#### WORK INSTRUCTIONS:
Wherever a line in the data below holds "next", copy that line.

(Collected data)
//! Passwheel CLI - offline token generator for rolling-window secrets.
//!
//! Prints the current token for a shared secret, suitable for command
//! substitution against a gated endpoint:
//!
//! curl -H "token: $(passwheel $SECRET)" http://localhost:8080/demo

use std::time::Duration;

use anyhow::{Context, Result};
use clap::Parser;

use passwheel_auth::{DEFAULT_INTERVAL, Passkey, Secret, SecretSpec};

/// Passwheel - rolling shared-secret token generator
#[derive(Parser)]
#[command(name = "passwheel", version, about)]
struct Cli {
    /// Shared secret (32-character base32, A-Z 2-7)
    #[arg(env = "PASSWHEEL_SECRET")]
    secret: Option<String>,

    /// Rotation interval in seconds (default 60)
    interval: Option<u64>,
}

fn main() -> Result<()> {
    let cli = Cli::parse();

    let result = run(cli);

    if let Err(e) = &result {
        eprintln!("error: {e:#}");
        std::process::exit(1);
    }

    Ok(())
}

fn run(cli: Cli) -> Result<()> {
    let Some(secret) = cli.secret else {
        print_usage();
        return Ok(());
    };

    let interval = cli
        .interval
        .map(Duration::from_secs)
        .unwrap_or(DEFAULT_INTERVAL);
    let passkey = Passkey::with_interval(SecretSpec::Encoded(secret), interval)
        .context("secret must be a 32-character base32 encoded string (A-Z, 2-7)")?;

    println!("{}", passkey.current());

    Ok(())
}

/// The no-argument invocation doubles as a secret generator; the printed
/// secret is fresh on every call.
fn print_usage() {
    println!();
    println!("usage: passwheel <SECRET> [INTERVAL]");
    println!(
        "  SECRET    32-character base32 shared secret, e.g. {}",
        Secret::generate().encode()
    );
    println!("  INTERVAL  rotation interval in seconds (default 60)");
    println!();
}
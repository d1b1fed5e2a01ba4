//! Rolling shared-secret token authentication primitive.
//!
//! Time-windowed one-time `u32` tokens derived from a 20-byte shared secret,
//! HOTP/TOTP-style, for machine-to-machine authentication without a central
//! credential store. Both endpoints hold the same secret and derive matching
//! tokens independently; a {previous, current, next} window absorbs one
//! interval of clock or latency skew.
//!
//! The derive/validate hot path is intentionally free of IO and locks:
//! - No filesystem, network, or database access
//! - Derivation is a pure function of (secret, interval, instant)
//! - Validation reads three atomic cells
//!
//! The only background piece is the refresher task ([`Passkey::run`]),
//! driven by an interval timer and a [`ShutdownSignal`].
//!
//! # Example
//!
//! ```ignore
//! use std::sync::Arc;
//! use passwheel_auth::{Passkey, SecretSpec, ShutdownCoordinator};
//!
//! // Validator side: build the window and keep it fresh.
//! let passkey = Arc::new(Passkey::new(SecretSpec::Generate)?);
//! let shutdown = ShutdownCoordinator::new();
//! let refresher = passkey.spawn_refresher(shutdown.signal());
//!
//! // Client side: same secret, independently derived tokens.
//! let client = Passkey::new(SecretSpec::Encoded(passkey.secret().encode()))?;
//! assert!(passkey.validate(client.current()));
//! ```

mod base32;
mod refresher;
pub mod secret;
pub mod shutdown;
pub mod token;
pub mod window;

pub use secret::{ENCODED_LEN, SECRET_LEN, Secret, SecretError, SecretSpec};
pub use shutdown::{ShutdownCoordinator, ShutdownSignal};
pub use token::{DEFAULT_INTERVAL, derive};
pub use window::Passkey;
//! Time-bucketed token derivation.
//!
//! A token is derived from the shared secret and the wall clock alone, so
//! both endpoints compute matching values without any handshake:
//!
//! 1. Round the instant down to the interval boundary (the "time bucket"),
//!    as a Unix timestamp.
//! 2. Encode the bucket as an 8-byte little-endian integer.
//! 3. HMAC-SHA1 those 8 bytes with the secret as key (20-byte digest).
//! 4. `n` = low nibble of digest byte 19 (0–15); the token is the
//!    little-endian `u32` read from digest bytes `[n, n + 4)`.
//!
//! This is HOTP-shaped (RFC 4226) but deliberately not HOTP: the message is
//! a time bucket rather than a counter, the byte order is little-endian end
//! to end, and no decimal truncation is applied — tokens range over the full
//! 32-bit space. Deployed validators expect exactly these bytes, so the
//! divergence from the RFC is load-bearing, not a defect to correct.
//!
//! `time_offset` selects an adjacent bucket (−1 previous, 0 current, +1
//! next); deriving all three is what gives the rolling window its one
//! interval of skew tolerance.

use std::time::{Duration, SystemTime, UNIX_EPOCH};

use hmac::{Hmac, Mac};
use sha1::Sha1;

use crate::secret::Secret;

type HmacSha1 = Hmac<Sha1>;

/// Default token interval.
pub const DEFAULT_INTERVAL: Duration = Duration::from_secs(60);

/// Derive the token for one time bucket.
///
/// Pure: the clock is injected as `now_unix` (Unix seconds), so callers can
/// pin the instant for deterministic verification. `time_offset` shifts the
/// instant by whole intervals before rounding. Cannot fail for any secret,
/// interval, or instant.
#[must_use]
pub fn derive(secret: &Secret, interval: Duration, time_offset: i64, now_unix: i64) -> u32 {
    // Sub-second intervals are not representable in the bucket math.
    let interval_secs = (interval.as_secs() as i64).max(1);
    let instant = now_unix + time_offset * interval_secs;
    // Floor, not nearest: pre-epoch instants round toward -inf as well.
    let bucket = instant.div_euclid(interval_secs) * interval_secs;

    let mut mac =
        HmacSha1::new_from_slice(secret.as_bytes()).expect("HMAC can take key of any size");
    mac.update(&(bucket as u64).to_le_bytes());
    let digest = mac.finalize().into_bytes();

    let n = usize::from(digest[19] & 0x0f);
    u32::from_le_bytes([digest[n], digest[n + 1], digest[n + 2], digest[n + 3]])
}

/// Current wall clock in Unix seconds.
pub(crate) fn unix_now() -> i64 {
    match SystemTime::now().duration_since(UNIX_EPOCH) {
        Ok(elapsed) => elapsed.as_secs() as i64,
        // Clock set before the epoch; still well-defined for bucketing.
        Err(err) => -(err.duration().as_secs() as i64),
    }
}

#### ANSWER BOX:
//! tokens independently; a {previous, current, next} window absorbs one
//! next); deriving all three is what gives the rolling window its one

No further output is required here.